Beghi E, Treviso M, Ferri P, Di Mascio R
Istituto di Ricerche Farmacologiche Mario Negri, Milano.
Ital J Neurol Sci. 1988 Dec;9(6):577-82. doi: 10.1007/BF02337012.
In the present study minimal clinical and electrophysiological criteria for the diagnosis of diabetic polyneuropathy (DP) have been tested in 48 unselected subjects attending an outpatient service for diabetics at the University Hospital of Chieti. A standard electrophysiological examination was performed in all patients on the median nerve (sensory and motor), peroneal nerve and sural nerve. Depending on the importance of the laboratory values for each nerve, nerve conduction velocity, distal latency and potential amplitude were given separate scores ranging from 0.5 to 2. A diagnosis of probable DP was made when abnormal findings were present in more than one nerve with a total score of 2.5 or more. As a whole, 28 cases (58%) had abnormal laboratory findings supporting the diagnosis of probable DP. There was a relatively high correlation between probable DP and a positive clinical examination although the validity coefficients of the neurological exam were not high enough to allow its use as a screening test for DP.

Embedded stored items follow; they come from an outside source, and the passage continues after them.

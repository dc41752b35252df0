/// Settings for the AKS deployer
///
/// Values come from an optional YAML settings file; anything left unset there
/// is filled from the environment. The result is built once at startup and
/// passed by reference to every workflow step.
use serde::{Deserialize, Serialize};
use std::path::{Path, PathBuf};

pub const ENV_SUBSCRIPTION_ID: &str = "AZURE_SUBSCRIPTION_ID";
pub const ENV_TENANT_ID: &str = "AZURE_TENANT_ID";
pub const ENV_CLIENT_ID: &str = "AZURE_CLIENT_ID";
pub const ENV_CLIENT_SECRET: &str = "AZURE_CLIENT_SECRET";
pub const ENV_LOCATION: &str = "AZURE_LOCATION";
pub const ENV_RESOURCE_GROUP: &str = "AZURE_RESOURCEGROUP";
pub const ENV_AUTHORITY_HOST: &str = "AZURE_AUTHORITY_HOST";
pub const ENV_RESOURCE_MANAGER_ENDPOINT: &str = "AZURE_RESOURCE_MANAGER_ENDPOINT";
pub const ENV_IMAGE_REGISTRY: &str = "IMAGE_REGISTRY";
pub const ENV_CLOUD_PROVIDER_AZURE_PATH: &str = "CLOUD_PROVIDER_AZURE_PATH";

/// Top-level deployer settings
#[derive(Debug, Clone, Serialize, Deserialize)]
#[serde(default)]
pub struct Settings {
    /// Azure identity and placement
    pub azure: AzureSettings,

    /// Container registry the custom images are pushed to and pulled from
    #[serde(skip_serializing_if = "Option::is_none")]
    pub image_registry: Option<String>,

    /// Local cloud-provider-azure checkout used when no build source is given
    #[serde(skip_serializing_if = "Option::is_none")]
    pub cloud_provider_azure_path: Option<PathBuf>,

    /// Directory that receives `<resource group>_<cluster>.kubeconfig`
    pub kubeconfig_dir: PathBuf,

    /// Scratch directory for component clones
    pub git_clone_dir: PathBuf,

    /// Polling intervals and ceilings
    pub polling: PollingSettings,
}

/// Azure identity, subscription and resource placement
#[derive(Debug, Clone, Serialize, Deserialize)]
#[serde(default)]
pub struct AzureSettings {
    #[serde(skip_serializing_if = "Option::is_none")]
    pub subscription_id: Option<String>,

    #[serde(skip_serializing_if = "Option::is_none")]
    pub tenant_id: Option<String>,

    /// Service principal client id, also substituted into the cluster template
    #[serde(skip_serializing_if = "Option::is_none")]
    pub client_id: Option<String>,

    /// Service principal secret (prefer the AZURE_CLIENT_SECRET env var)
    #[serde(skip_serializing_if = "Option::is_none")]
    pub client_secret: Option<String>,

    /// Default location for the resource group and cluster
    #[serde(skip_serializing_if = "Option::is_none")]
    pub location: Option<String>,

    #[serde(skip_serializing_if = "Option::is_none")]
    pub resource_group: Option<String>,

    /// Azure AD authority (e.g., "https://login.microsoftonline.com")
    pub authority_host: String,

    /// Azure Resource Manager endpoint (e.g., "https://management.azure.com")
    pub resource_manager_endpoint: String,
}

/// Polling configuration for the asynchronous cloud operations
#[derive(Debug, Clone, Serialize, Deserialize)]
#[serde(default)]
pub struct PollingSettings {
    pub credential_interval_secs: u64,
    pub credential_timeout_secs: u64,
    pub deletion_interval_secs: u64,
    /// `0` waits for as long as the deletion takes
    pub deletion_timeout_secs: u64,
}

/// Fully resolved service principal identity
#[derive(Debug, Clone)]
pub struct AzureIdentity {
    pub subscription_id: String,
    pub tenant_id: String,
    pub client_id: String,
    pub client_secret: String,
}

impl Default for Settings {
    fn default() -> Self {
        Self {
            azure: AzureSettings::default(),
            image_registry: None,
            cloud_provider_azure_path: None,
            kubeconfig_dir: PathBuf::from("_kubeconfig"),
            git_clone_dir: PathBuf::from("_git"),
            polling: PollingSettings::default(),
        }
    }
}

impl Default for AzureSettings {
    fn default() -> Self {
        Self {
            subscription_id: None,
            tenant_id: None,
            client_id: None,
            client_secret: None,
            location: None,
            resource_group: None,
            authority_host: "https://login.microsoftonline.com".to_string(),
            resource_manager_endpoint: "https://management.azure.com".to_string(),
        }
    }
}

impl Default for PollingSettings {
    fn default() -> Self {
        Self {
            credential_interval_secs: 10,
            credential_timeout_secs: 180,
            deletion_interval_secs: 15,
            deletion_timeout_secs: 3600,
        }
    }
}

impl Settings {
    /// Load settings from an optional YAML file, then fill gaps from the environment
    pub fn load(path: Option<&Path>) -> anyhow::Result<Self> {
        let mut settings = match path {
            Some(path) => Self::from_file(path)?,
            None => Self::default(),
        };
        settings.apply_env(|key| std::env::var(key).ok().filter(|v| !v.is_empty()));
        settings.validate()?;
        Ok(settings)
    }

    /// Load settings from a YAML file
    pub fn from_file<P: AsRef<Path>>(path: P) -> anyhow::Result<Self> {
        let path = path.as_ref();
        let content = std::fs::read_to_string(path).map_err(|e| {
            anyhow::anyhow!("Failed to read settings file {}: {}", path.display(), e)
        })?;
        let settings: Settings = serde_yaml::from_str(&content)
            .map_err(|e| anyhow::anyhow!("Invalid settings file {}: {}", path.display(), e))?;
        Ok(settings)
    }

    /// Fill every unset value from `lookup` (normally the process environment)
    pub fn apply_env<F>(&mut self, lookup: F)
    where
        F: Fn(&str) -> Option<String>,
    {
        let azure = &mut self.azure;
        fill(&mut azure.subscription_id, &lookup, ENV_SUBSCRIPTION_ID);
        fill(&mut azure.tenant_id, &lookup, ENV_TENANT_ID);
        fill(&mut azure.client_id, &lookup, ENV_CLIENT_ID);
        fill(&mut azure.client_secret, &lookup, ENV_CLIENT_SECRET);
        fill(&mut azure.location, &lookup, ENV_LOCATION);
        fill(&mut azure.resource_group, &lookup, ENV_RESOURCE_GROUP);
        if let Some(host) = lookup(ENV_AUTHORITY_HOST) {
            azure.authority_host = host;
        }
        if let Some(endpoint) = lookup(ENV_RESOURCE_MANAGER_ENDPOINT) {
            azure.resource_manager_endpoint = endpoint;
        }
        fill(&mut self.image_registry, &lookup, ENV_IMAGE_REGISTRY);
        if self.cloud_provider_azure_path.is_none() {
            self.cloud_provider_azure_path =
                lookup(ENV_CLOUD_PROVIDER_AZURE_PATH).map(PathBuf::from);
        }
    }

    /// Validate the settings
    pub fn validate(&self) -> anyhow::Result<()> {
        for (name, endpoint) in [
            ("authority_host", &self.azure.authority_host),
            ("resource_manager_endpoint", &self.azure.resource_manager_endpoint),
        ] {
            let url = url::Url::parse(endpoint)
                .map_err(|e| anyhow::anyhow!("Invalid azure.{} {:?}: {}", name, endpoint, e))?;
            if url.scheme() != "https" && url.scheme() != "http" {
                anyhow::bail!("azure.{} must be an http(s) URL: {}", name, endpoint);
            }
        }

        if self.kubeconfig_dir.as_os_str().is_empty() {
            anyhow::bail!("kubeconfig_dir cannot be empty");
        }
        if self.git_clone_dir.as_os_str().is_empty() {
            anyhow::bail!("git_clone_dir cannot be empty");
        }

        let polling = &self.polling;
        if polling.credential_interval_secs == 0 || polling.deletion_interval_secs == 0 {
            anyhow::bail!("polling intervals must be greater than zero");
        }
        if polling.credential_interval_secs > polling.credential_timeout_secs {
            anyhow::bail!(
                "polling.credential_interval_secs exceeds polling.credential_timeout_secs"
            );
        }

        Ok(())
    }

    /// Resolve the service principal identity, naming whatever is missing
    pub fn identity(&self) -> anyhow::Result<AzureIdentity> {
        Ok(AzureIdentity {
            subscription_id: required(
                &self.azure.subscription_id,
                ENV_SUBSCRIPTION_ID,
                "azure.subscription_id",
            )?,
            tenant_id: required(&self.azure.tenant_id, ENV_TENANT_ID, "azure.tenant_id")?,
            client_id: required(&self.azure.client_id, ENV_CLIENT_ID, "azure.client_id")?,
            client_secret: required(
                &self.azure.client_secret,
                ENV_CLIENT_SECRET,
                "azure.client_secret",
            )?,
        })
    }

    /// Resource group that holds the cluster
    pub fn resource_group(&self) -> anyhow::Result<String> {
        required(&self.azure.resource_group, ENV_RESOURCE_GROUP, "azure.resource_group")
    }

    /// Location, with an explicit flag value taking precedence over settings
    pub fn location(&self, flag: Option<&str>) -> anyhow::Result<String> {
        match flag {
            Some(location) if !location.is_empty() => Ok(location.to_string()),
            _ => required(&self.azure.location, ENV_LOCATION, "azure.location"),
        }
    }

    /// Container registry for the custom images
    pub fn image_registry(&self) -> anyhow::Result<String> {
        required(&self.image_registry, ENV_IMAGE_REGISTRY, "image_registry")
    }

    /// Generate an example settings file
    pub fn example() -> Self {
        Self {
            azure: AzureSettings {
                subscription_id: Some("00000000-0000-0000-0000-000000000000".to_string()),
                tenant_id: Some("00000000-0000-0000-0000-000000000000".to_string()),
                client_id: Some("00000000-0000-0000-0000-000000000000".to_string()),
                client_secret: None,
                location: Some("westus2".to_string()),
                resource_group: Some("aks-ccm-e2e".to_string()),
                ..AzureSettings::default()
            },
            image_registry: Some("example.azurecr.io".to_string()),
            ..Self::default()
        }
    }
}

fn fill<F>(slot: &mut Option<String>, lookup: &F, key: &str)
where
    F: Fn(&str) -> Option<String>,
{
    if slot.is_none() {
        *slot = lookup(key);
    }
}

fn required(value: &Option<String>, env: &str, field: &str) -> anyhow::Result<String> {
    value
        .clone()
        .filter(|v| !v.is_empty())
        .ok_or_else(|| {
            anyhow::anyhow!(
                "{} is not set. Set the {} environment variable or `{}` in the settings file",
                field,
                env,
                field
            )
        })
}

在本研究中,对基耶蒂大学医院糖尿病门诊的48名未经挑选的患者,测试了诊断糖尿病性多发性神经病变(DP)的最低临床和电生理标准。对所有患者的正中神经(感觉和运动)、腓总神经和腓肠神经进行了标准的电生理检查。根据每条神经实验室检查值的重要性,神经传导速度、远端潜伏期和电位幅度分别给予0.5至2分的评分。当一条以上神经出现异常结果且总分达到2.5分或更高时,诊断为可能的DP。总体而言,28例(58%)患者有异常实验室检查结果,支持可能的DP诊断。可能的DP与阳性临床检查之间存在较高的相关性,尽管神经学检查的效度系数不够高,不足以将其用作DP的筛查试验。